Here is the key Sanskrit passage.
sa yathā sarvāsām apāṃ samudra ekāyanam |
evaṃ sarveṣāṃ sparśānāṃ tvag ekāyanam |
evaṃ sarveṣāṃ gandhānāṃ nāsike ekāyanam |
evaṃ sarveṣāṃ rasānāṃ jihvaikāyanam |
evaṃ sarveṣāṃ rūpāṇāṃ cakṣur ekāyanam |
evaṃ sarveṣaṃ śabdānāṃ śrotram ekāyanam |
evaṃ sarveṣāṃ saṃkalpānāṃ mana ekāyanam |
evaṃ sarvāsāṃ vidyānāṃ hṛdayam ekāyanam |
evaṃ sarveṣāṃ karmaṇāṃ hastāv ekāyanam |
evaṃ sarveṣām ānandānām upastha ekāyanam |
evaṃ sarveṣāṃ visargāṇāṃ pāyur ekāyanam |
evaṃ sarveṣām adhvanāṃ pādāv ekāyanam |
evaṃ sarveṣāṃ vedānāṃ vāg ekāyanam || BrhUp_2,4.11 ||
Very briefly, the rendering “direct path” was from Nyanamoli, who based it on a single occurrence in the Pali in this sense. In the early Pali texts, this is the only occurrence outside of satipatthana, so he took this to indicate that this was the ordinary language meaning, and hence inferred from that to the meditation meaning.
This is normally a sound approach. However, in a subsequent article, Rupert Gethin drew upon a range of Sanskrit sources, demonstrating that ekāyana has a range of meanings, including the sense “direct”. Thus there is no reason to think that “direct” must apply in satipatthana. Rather, the Pali texts simply happen to have a smaller range of contexts for this term than the Sanskrit.
While Gethin’s article was useful, in my view he didn’t clearly distinguish between the various Sanskrit sources. It’s true that ekāyana has a range of meanings, but it is only used in a philosophically significant sense in one meaning, which is the passage above. This passage is from a section of the Brihadaranyaka that is proven to have deep and complex connections with the Pali texts, so it should be regarded as one of the, if not the, closest of all Brahmanical texts to the Buddha’s context.

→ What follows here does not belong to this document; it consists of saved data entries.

//! Command payload encoding
//!
//! Builds the 29-byte bodies for every command the motor controller accepts.
//! Encoding is total: ranges (speed limits, valid addresses) are checked by
//! the caller, never here.

use bytes::{Buf, BufMut, BytesMut};
use std::fmt;

use super::{
    Body, MotorMask, BODY_SIZE, BROADCAST_ADDRESS, CTRL_ADDRESS_MASK, CTRL_COMMAND_FLAG,
    FIELD_COUNT,
};

/// Size of the zeroed tail of every body
const RESERVED_SIZE: usize = 3;

/// Command type codes
#[derive(Debug, Clone, Copy, PartialEq, Eq, Hash)]
#[repr(u8)]
pub enum CommandCode {
    MotorStart = 0x11,
    MotorStop = 0x12,
    SetDirection = 0x13,
    SetSpeed = 0x14,
    SetTargetAngle = 0x21,
    SetPid = 0x22,
    SetControlMode = 0x31,
    SyncMove = 0x41,
    SyncStop = 0x42,
}

impl CommandCode {
    pub fn as_u8(self) -> u8 {
        self as u8
    }

    pub fn from_u8(code: u8) -> Option<Self> {
        match code {
            0x11 => Some(CommandCode::MotorStart),
            0x12 => Some(CommandCode::MotorStop),
            0x13 => Some(CommandCode::SetDirection),
            0x14 => Some(CommandCode::SetSpeed),
            0x21 => Some(CommandCode::SetTargetAngle),
            0x22 => Some(CommandCode::SetPid),
            0x31 => Some(CommandCode::SetControlMode),
            0x41 => Some(CommandCode::SyncMove),
            0x42 => Some(CommandCode::SyncStop),
            _ => None,
        }
    }
}

/// Rotation direction (0 = reverse, 1 = forward on the wire)
#[derive(Debug, Clone, Copy, PartialEq, Eq)]
#[repr(u8)]
pub enum Direction {
    Reverse = 0,
    Forward = 1,
}

impl Direction {
    pub fn from_forward(is_forward: bool) -> Self {
        if is_forward {
            Direction::Forward
        } else {
            Direction::Reverse
        }
    }
}

/// Motor control loop (0 = open loop, 1 = closed loop on the wire)
#[derive(Debug, Clone, Copy, PartialEq, Eq)]
#[repr(u8)]
pub enum ControlMode {
    OpenLoop = 0,
    ClosedLoop = 1,
}

impl ControlMode {
    pub fn from_closed_loop(is_closed_loop: bool) -> Self {
        if is_closed_loop {
            ControlMode::ClosedLoop
        } else {
            ControlMode::OpenLoop
        }
    }
}

/// Encode a body from its raw parts.
///
/// The address is masked to 7 bits, bit 7 of ctrl carries `is_command`,
/// `fields` is zero-padded (or truncated) to six little-endian f32 values and
/// the reserved tail is zeroed.
pub fn encode(address: u8, is_command: bool, type_code: u8, fields: &[f32]) -> Body {
    let flag = if is_command { CTRL_COMMAND_FLAG } else { 0 };
    let ctrl = flag | (address & CTRL_ADDRESS_MASK);

    let mut buf = BytesMut::with_capacity(BODY_SIZE);
    buf.put_u8(ctrl);
    buf.put_u8(type_code);
    for i in 0..FIELD_COUNT {
        buf.put_f32_le(fields.get(i).copied().unwrap_or(0.0));
    }
    buf.put_bytes(0, RESERVED_SIZE);

    let mut body = [0u8; BODY_SIZE];
    body.copy_from_slice(&buf);
    body
}

/// A command addressed to one motor, or to the group for sync commands
#[derive(Debug, Clone, Copy, PartialEq)]
pub enum Command {
    MotorStart,
    MotorStop,
    SetDirection(Direction),
    SetSpeed(f32),
    SetTargetAngle(f32),
    SetPid { p: f32, i: f32, d: f32 },
    SetControlMode(ControlMode),
    SyncMove {
        selection: MotorMask,
        direction: MotorMask,
        speed: f32,
    },
    SyncStop,
}

impl Command {
    /// Get the command type code
    pub fn code(&self) -> CommandCode {
        match self {
            Command::MotorStart => CommandCode::MotorStart,
            Command::MotorStop => CommandCode::MotorStop,
            Command::SetDirection(_) => CommandCode::SetDirection,
            Command::SetSpeed(_) => CommandCode::SetSpeed,
            Command::SetTargetAngle(_) => CommandCode::SetTargetAngle,
            Command::SetPid { .. } => CommandCode::SetPid,
            Command::SetControlMode(_) => CommandCode::SetControlMode,
            Command::SyncMove { .. } => CommandCode::SyncMove,
            Command::SyncStop => CommandCode::SyncStop,
        }
    }

    /// Group commands always go to the broadcast address
    pub fn is_group(&self) -> bool {
        matches!(self, Command::SyncMove { .. } | Command::SyncStop)
    }

    /// The f32 fields carried by this command, in wire order
    pub fn fields(&self) -> Vec<f32> {
        match *self {
            Command::MotorStart | Command::MotorStop | Command::SyncStop => Vec::new(),
            Command::SetDirection(direction) => vec![direction as u8 as f32],
            Command::SetSpeed(speed) => vec![speed],
            Command::SetTargetAngle(angle) => vec![angle],
            Command::SetPid { p, i, d } => vec![p, i, d],
            Command::SetControlMode(mode) => vec![mode as u8 as f32],
            Command::SyncMove {
                selection,
                direction,
                speed,
            } => vec![selection.as_f32(), direction.as_f32(), speed],
        }
    }

    /// Parse a command body back into its address and command.
    ///
    /// This is the device side of [`Command::encode`]. Returns `None` for
    /// bodies of the wrong length, bodies without the command flag and
    /// unknown type codes. Direction and mode fields are nonzero-is-set.
    pub fn decode(body: &[u8]) -> Option<(u8, Command)> {
        if body.len() != BODY_SIZE {
            return None;
        }

        let mut buf = body;
        let ctrl = buf.get_u8();
        if ctrl & CTRL_COMMAND_FLAG == 0 {
            return None;
        }
        let code = CommandCode::from_u8(buf.get_u8())?;

        let mut fields = [0f32; FIELD_COUNT];
        for field in fields.iter_mut() {
            *field = buf.get_f32_le();
        }

        let command = match code {
            CommandCode::MotorStart => Command::MotorStart,
            CommandCode::MotorStop => Command::MotorStop,
            CommandCode::SetDirection => {
                Command::SetDirection(Direction::from_forward(fields[0] != 0.0))
            }
            CommandCode::SetSpeed => Command::SetSpeed(fields[0]),
            CommandCode::SetTargetAngle => Command::SetTargetAngle(fields[0]),
            CommandCode::SetPid => Command::SetPid {
                p: fields[0],
                i: fields[1],
                d: fields[2],
            },
            CommandCode::SetControlMode => {
                Command::SetControlMode(ControlMode::from_closed_loop(fields[0] != 0.0))
            }
            CommandCode::SyncMove => Command::SyncMove {
                selection: MotorMask::from_f32_lossy(fields[0]),
                direction: MotorMask::from_f32_lossy(fields[1]),
                speed: fields[2],
            },
            CommandCode::SyncStop => Command::SyncStop,
        };

        Some((ctrl & CTRL_ADDRESS_MASK, command))
    }

    /// Encode into a body. Group commands ignore `address`.
    pub fn encode(&self, address: u8) -> Body {
        let address = if self.is_group() {
            BROADCAST_ADDRESS
        } else {
            address
        };
        encode(address, true, self.code().as_u8(), &self.fields())
    }
}

impl fmt::Display for Command {
    fn fmt(&self, f: &mut fmt::Formatter<'_>) -> fmt::Result {
        match self {
            Command::MotorStart => write!(f, "start"),
            Command::MotorStop => write!(f, "stop"),
            Command::SetDirection(Direction::Forward) => write!(f, "direction: forward"),
            Command::SetDirection(Direction::Reverse) => write!(f, "direction: reverse"),
            Command::SetSpeed(speed) => write!(f, "speed: {}", speed),
            Command::SetTargetAngle(angle) => write!(f, "target angle: {:.2}", angle),
            Command::SetPid { p, i, d } => write!(f, "PID: P={} I={} D={}", p, i, d),
            Command::SetControlMode(ControlMode::OpenLoop) => write!(f, "mode: open loop"),
            Command::SetControlMode(ControlMode::ClosedLoop) => write!(f, "mode: closed loop"),
            Command::SyncMove {
                selection,
                direction,
                speed,
            } => write!(
                f,
                "sync move: selection {} direction {} speed {}",
                selection, direction, speed
            ),
            Command::SyncStop => write!(f, "sync stop"),
        }
    }
}

/// 0x11: start turning
pub fn motor_start(address: u8) -> Body {
    Command::MotorStart.encode(address)
}

/// 0x12: stop turning
pub fn motor_stop(address: u8) -> Body {
    Command::MotorStop.encode(address)
}

/// 0x13: change direction
pub fn motor_direction(address: u8, direction: Direction) -> Body {
    Command::SetDirection(direction).encode(address)
}

/// 0x14: change speed
pub fn motor_speed(address: u8, speed: f32) -> Body {
    Command::SetSpeed(speed).encode(address)
}

/// 0x21: set the target angle
pub fn set_target_angle(address: u8, angle: f32) -> Body {
    Command::SetTargetAngle(angle).encode(address)
}

/// 0x22: set PID gains
pub fn set_pid(address: u8, p: f32, i: f32, d: f32) -> Body {
    Command::SetPid { p, i, d }.encode(address)
}

/// 0x31: switch between open and closed loop
pub fn set_control_mode(address: u8, mode: ControlMode) -> Body {
    Command::SetControlMode(mode).encode(address)
}

/// 0x41: move the selected motors together, sent to the broadcast address
pub fn multi_motor_move(selection: MotorMask, direction: MotorMask, speed: f32) -> Body {
    Command::SyncMove {
        selection,
        direction,
        speed,
    }
    .encode(BROADCAST_ADDRESS)
}

/// 0x42: stop every motor in a sync move
pub fn multi_motor_stop() -> Body {
    Command::SyncStop.encode(BROADCAST_ADDRESS)
}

That this is, in fact, the relevant context, is proven by the fact that the phrase ekāyana magga is, in the Pali suttas, placed into the mouth of Brahmā at SN 47.18:
Atha kho brahmā sahampati ekaṃsaṃ uttarāsaṅgaṃ karitvā yena bhagavā tenañjaliṃ paṇāmetvā bhagavantaṃ etadavoca: “evametaṃ, bhagavā, evametaṃ, sugata. Ekāyanvāyaṃ, bhante, maggo sattānaṃ visuddhiyā sokaparidevānaṃ samatikkamāya dukkhadomanassānaṃ atthaṅgamāya ñāyassa adhigamāya nibbānassa sacchikiriyāya, yadidaṃ—cattāro satipaṭṭhānā.

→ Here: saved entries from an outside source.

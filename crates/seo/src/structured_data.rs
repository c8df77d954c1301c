//! JSON-LD structured data (schema.org vocabulary).
//!
//! Builders return plain serde trees. Serialization is standard JSON; making
//! the text safe to embed inside a `<script>` element is the renderer's job.

use serde::Serialize;

use shopfront_core::BaseUrl;
use shopfront_products::{Product, ProductCatalog};

use crate::site::{LISTING_PATH, LOGO_PATH, SITE_DESCRIPTION, SITE_NAME};

pub const SCHEMA_CONTEXT: &str = "https://schema.org";

/// Top-level JSON-LD document: `@context` plus the typed node.
#[derive(Debug, Clone, PartialEq, Serialize)]
pub struct JsonLd<T> {
    #[serde(rename = "@context")]
    pub context: &'static str,
    #[serde(flatten)]
    pub node: T,
}

impl<T> JsonLd<T> {
    pub fn new(node: T) -> Self {
        Self {
            context: SCHEMA_CONTEXT,
            node,
        }
    }
}

#[derive(Debug, Clone, PartialEq, Serialize)]
#[serde(rename_all = "camelCase")]
pub struct Organization {
    #[serde(rename = "@type")]
    pub kind: &'static str,
    pub name: String,
    pub url: String,
    pub logo: String,
    pub description: String,
    pub same_as: Vec<String>,
}

#[derive(Debug, Clone, PartialEq, Serialize)]
pub struct Brand {
    #[serde(rename = "@type")]
    pub kind: &'static str,
    pub name: String,
}

#[derive(Debug, Clone, PartialEq, Serialize)]
#[serde(rename_all = "camelCase")]
pub struct Offer {
    #[serde(rename = "@type")]
    pub kind: &'static str,
    pub price: String,
    pub price_currency: String,
    pub availability: String,
    pub url: String,
}

#[derive(Debug, Clone, PartialEq, Serialize)]
#[serde(rename_all = "camelCase")]
pub struct AggregateRatingNode {
    #[serde(rename = "@type")]
    pub kind: &'static str,
    pub rating_value: f64,
    pub review_count: u32,
}

#[derive(Debug, Clone, PartialEq, Serialize)]
#[serde(rename_all = "camelCase")]
pub struct ProductNode {
    #[serde(rename = "@type")]
    pub kind: &'static str,
    pub name: String,
    pub description: String,
    pub category: String,
    pub url: String,
    pub image: String,
    pub brand: Brand,
    pub sku: String,
    pub offers: Offer,
    #[serde(skip_serializing_if = "Option::is_none")]
    pub aggregate_rating: Option<AggregateRatingNode>,
}

/// Minimal product reference used inside item lists.
#[derive(Debug, Clone, PartialEq, Serialize)]
pub struct ProductStub {
    #[serde(rename = "@type")]
    pub kind: &'static str,
    #[serde(rename = "@id")]
    pub id: String,
    pub name: String,
    pub description: String,
}

#[derive(Debug, Clone, PartialEq, Serialize)]
pub struct ListItem<T> {
    #[serde(rename = "@type")]
    pub kind: &'static str,
    pub position: u32,
    pub item: T,
}

#[derive(Debug, Clone, PartialEq, Serialize)]
#[serde(rename_all = "camelCase")]
pub struct ItemList {
    #[serde(rename = "@type")]
    pub kind: &'static str,
    pub number_of_items: usize,
    pub item_list_element: Vec<ListItem<ProductStub>>,
}

#[derive(Debug, Clone, PartialEq, Serialize)]
#[serde(rename_all = "camelCase")]
pub struct CollectionPage {
    #[serde(rename = "@type")]
    pub kind: &'static str,
    pub name: String,
    pub description: String,
    pub url: String,
    pub main_entity: ItemList,
}

#[derive(Debug, Clone, PartialEq, Serialize)]
pub struct Crumb {
    #[serde(rename = "@type")]
    pub kind: &'static str,
    pub position: u32,
    pub name: String,
    pub item: String,
}

#[derive(Debug, Clone, PartialEq, Serialize)]
#[serde(rename_all = "camelCase")]
pub struct BreadcrumbList {
    #[serde(rename = "@type")]
    pub kind: &'static str,
    pub item_list_element: Vec<Crumb>,
}

/// Any JSON-LD document a page can embed.
#[derive(Debug, Clone, PartialEq, Serialize)]
#[serde(untagged)]
pub enum StructuredData {
    Organization(JsonLd<Organization>),
    Product(JsonLd<ProductNode>),
    CollectionPage(JsonLd<CollectionPage>),
    BreadcrumbList(JsonLd<BreadcrumbList>),
}

impl StructuredData {
    pub fn to_json(&self) -> serde_json::Result<String> {
        serde_json::to_string(self)
    }
}

/// Site-wide Organization node (home page).
pub fn organization(base: &BaseUrl) -> StructuredData {
    StructuredData::Organization(JsonLd::new(Organization {
        kind: "Organization",
        name: SITE_NAME.to_string(),
        url: base.join("/"),
        logo: base.join(LOGO_PATH),
        description: SITE_DESCRIPTION.to_string(),
        same_as: Vec::new(),
    }))
}

/// Product node for a detail page.
pub fn product(base: &BaseUrl, product: &Product) -> StructuredData {
    let url = base.join(&product.path());

    StructuredData::Product(JsonLd::new(ProductNode {
        kind: "Product",
        name: product.name.clone(),
        description: product.description.clone(),
        category: product.category_label(),
        url: url.clone(),
        image: base.join(&product.image),
        brand: Brand {
            kind: "Brand",
            name: product.brand.clone(),
        },
        sku: product.sku.clone(),
        offers: Offer {
            kind: "Offer",
            price: product.price.to_string(),
            price_currency: product.currency.clone(),
            availability: product.availability.schema_url(),
            url,
        },
        aggregate_rating: product.rating.map(|r| AggregateRatingNode {
            kind: "AggregateRating",
            rating_value: r.value,
            review_count: r.review_count,
        }),
    }))
}

/// CollectionPage node for the catalog listing.
pub fn collection_page<C>(base: &BaseUrl, catalog: &C) -> StructuredData
where
    C: ProductCatalog + ?Sized,
{
    let items: Vec<ListItem<ProductStub>> = catalog
        .list_all()
        .iter()
        .zip(1u32..)
        .map(|(p, position)| ListItem {
            kind: "ListItem",
            position,
            item: ProductStub {
                kind: "Product",
                id: base.join(&p.path()),
                name: p.name.clone(),
                description: p.description.clone(),
            },
        })
        .collect();

    StructuredData::CollectionPage(JsonLd::new(CollectionPage {
        kind: "CollectionPage",
        name: "Products".to_string(),
        description: "Browse every product in the demo storefront.".to_string(),
        url: base.join(LISTING_PATH),
        main_entity: ItemList {
            kind: "ItemList",
            number_of_items: items.len(),
            item_list_element: items,
        },
    }))
}

/// Home > Products > <product> trail for a detail page.
pub fn breadcrumbs(base: &BaseUrl, product: &Product) -> StructuredData {
    let trail = [
        ("Home".to_string(), base.join("/")),
        ("Products".to_string(), base.join(LISTING_PATH)),
        (product.name.clone(), base.join(&product.path())),
    ];

    StructuredData::BreadcrumbList(JsonLd::new(BreadcrumbList {
        kind: "BreadcrumbList",
        item_list_element: trail
            .into_iter()
            .zip(1u32..)
            .map(|((name, item), position)| Crumb {
                kind: "ListItem",
                position,
                name,
                item,
            })
            .collect(),
    }))
}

I discuss the various texts and contexts at more length in A History of Mindfulness. One of my basic arguments is that MN 10/DN 22 Satipatthana is clearly a late and composite text, and in a case such as this, the shorter and simpler texts of the Samyutta must have been the building blocks from which it was constructed. Hence SN 47.18 is likely the original context in which this term appears, and from here it was later swept up into “the” Satipatthana Sutta. Along the way, the Brahmanical context was lost, and hence the key to understanding.

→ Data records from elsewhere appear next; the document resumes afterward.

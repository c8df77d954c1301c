//! Product catalog.
//!
//! A fixed, immutable list of product records and the lookups the page
//! builders depend on. No IO, no HTTP, no storage.

pub mod catalog;
pub mod product;
mod seed;

pub use catalog::{InMemoryCatalog, ProductCatalog};
pub use product::{product_path, AggregateRating, Availability, Price, Product};
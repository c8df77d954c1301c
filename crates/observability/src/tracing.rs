//! Tracing/logging initialization.
//!
//! Filtering comes from `RUST_LOG` (default `info`); `LOG_FORMAT=pretty`
//! switches from JSON lines to human-readable output for local runs.

use tracing_subscriber::EnvFilter;

#[derive(Debug, Clone, Copy, PartialEq, Eq, Default)]
pub enum LogFormat {
    #[default]
    Json,
    Pretty,
}

impl LogFormat {
    pub fn parse(value: &str) -> Option<Self> {
        match value.trim().to_ascii_lowercase().as_str() {
            "json" => Some(Self::Json),
            "pretty" | "text" => Some(Self::Pretty),
            _ => None,
        }
    }

    /// Reads `LOG_FORMAT`; unknown or missing values mean JSON.
    pub fn from_env() -> Self {
        std::env::var("LOG_FORMAT")
            .ok()
            .and_then(|v| Self::parse(&v))
            .unwrap_or_default()
    }
}

/// Initialize tracing/logging for the process.
///
/// Safe to call multiple times (subsequent calls are no-ops).
pub fn init(format: LogFormat) {
    let filter = EnvFilter::try_from_default_env().unwrap_or_else(|_| EnvFilter::new("info"));

    let builder = tracing_subscriber::fmt()
        .with_env_filter(filter)
        .with_timer(tracing_subscriber::fmt::time::SystemTime);

    let _ = match format {
        LogFormat::Json => builder.json().with_target(false).try_init(),
        LogFormat::Pretty => builder.pretty().try_init(),
    };
}

#[cfg(test)]
mod tests {
    use super::*;

    #[test]
    fn parses_known_formats() {
        assert_eq!(LogFormat::parse("json"), Some(LogFormat::Json));
        assert_eq!(LogFormat::parse(" Pretty "), Some(LogFormat::Pretty));
        assert_eq!(LogFormat::parse("text"), Some(LogFormat::Pretty));
        assert_eq!(LogFormat::parse("xml"), None);
    }

    #[test]
    fn init_is_idempotent() {
        init(LogFormat::Json);
        init(LogFormat::Pretty);
    }
}
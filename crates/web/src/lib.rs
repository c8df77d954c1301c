//! Web host: configuration, routing, and HTML/XML rendering of the SEO pages.

pub mod app;
pub mod config;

I regard this as a solved problem. Not only does this yield a very satisfactory sense, it explains why the Buddhist tradition—including both the Pali and the Chinese—seem so confused about this term. They didn’t understand it, because they weren’t the target audience: brahmins were. Brahmins knew what it meant because it’s an important term in the Brihadaranyaka. The Buddhists forgot what the actual meaning of the term was, so in exegesis they proposed a series of possible interpretations.